Thermal transfer labels use a thermal ribbon. Thermal printhead elements heat the reverse side of the thermal ribbon during printing, causing the ribbon material to melt and transfer to the label surface. These labels create permanent images that will not fade.

When To Use Thermal Transfer vs. Indirect Thermal Labels

The main thing to consider when choosing which type of label to employ is the desired longevity of the label. If the label must have a life span longer than a few months, the clear choice is thermal transfer. However, if the label is for short term use, then other factors must be considered.
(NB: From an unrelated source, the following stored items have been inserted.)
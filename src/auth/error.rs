use thiserror::Error;

pub type CryptResult<T> = std::result::Result<T, CryptError>;

#[derive(Debug, Error)]
pub enum CryptError {
    #[error("argon2 error: {0}")]
    Argon2Error(#[from] argon2::password_hash::Error),
    #[error("jwt error: {0}")]
    JwtError(#[from] jsonwebtoken::errors::Error),
}
//! Quiz grading.
//!
//! A quiz is graded by comparing the submitted option index of every question
//! with the stored correct index. The score is the rounded percentage of
//! correct answers and the attempt passes when the score reaches the quiz's
//! passing threshold.

use thiserror::Error;

pub type GradingResult<T> = std::result::Result<T, GradingError>;

#[derive(Debug, Error, PartialEq, Eq)]
pub enum GradingError {
    #[error("quiz has no questions")]
    EmptyQuiz,
    #[error("expected {expected} answers, got {actual}")]
    AnswerCountMismatch { expected: usize, actual: usize },
}

/// Stored as `-1` in the attempt's answer column.
pub const UNANSWERED: i32 = -1;

#[derive(Debug, Clone, PartialEq, Eq)]
pub struct QuizGrade {
    pub correct: usize,
    pub total: usize,
    pub score: i32,
    pub passed: bool,
    /// Per question, in the order the correct indices were given.
    pub outcomes: Vec<bool>,
}

pub fn grade(
    correct_indices: &[i32],
    submitted: &[Option<i32>],
    passing_score: i32,
) -> GradingResult<QuizGrade> {
    if correct_indices.is_empty() {
        return Err(GradingError::EmptyQuiz);
    }

    if correct_indices.len() != submitted.len() {
        return Err(GradingError::AnswerCountMismatch {
            expected: correct_indices.len(),
            actual: submitted.len(),
        });
    }

    let outcomes: Vec<bool> = correct_indices
        .iter()
        .zip(submitted)
        .map(|(correct, answer)| *answer == Some(*correct))
        .collect();

    let total = outcomes.len();
    let correct = outcomes.iter().filter(|ok| **ok).count();
    let score = score_percent(correct, total);

    Ok(QuizGrade {
        correct,
        total,
        score,
        passed: is_passing(score, passing_score),
        outcomes,
    })
}

pub fn score_percent(correct: usize, total: usize) -> i32 {
    if total == 0 {
        return 0;
    }
    ((correct as f64 / total as f64) * 100.0).round() as i32
}

#[inline]
pub fn is_passing(score: i32, passing_score: i32) -> bool {
    score >= passing_score
}

/// Flattens answers for storage, unanswered questions become [`UNANSWERED`].
pub fn stored_answers(submitted: &[Option<i32>]) -> Vec<i32> {
    submitted.iter().map(|a| a.unwrap_or(UNANSWERED)).collect()
}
Direct thermal labels are slightly more expensive at face value. However, some of this cost difference is offset by lower maintenance costs (discussed in more detail below).

Procurement and Inventory

Direct thermal labels have one consumable compared to two for thermal transfer labels. This requires fewer item SKUs to be procured, shipped, tracked and stored.


Direct thermal label printers typically have lower maintenance costs because they have fewer moving parts – no ribbon and ribbon-related hardware.


Direct thermal printers typically have less downtime since there is no ribbon to replace.

Printhead Wear

Direct thermal labels are susceptible to contamination from dust and other foreign debris. The expected service life of printheads in direct thermal systems is considerably less than for thermal transfer systems.

Environmental Considerations

Direct thermal labels have a lower carbon footprint and create less waste.

A New Innovation: Direct Thermal Linerless Labels

Did you know that thermal labels don’t actually require a liner? By eliminating the liner, you can reduce waste and disposal costs by cutting out the 50% of raw material that gets thrown away. Using this type of label can add flexibility and efficiency to a variety of manufacturing operations.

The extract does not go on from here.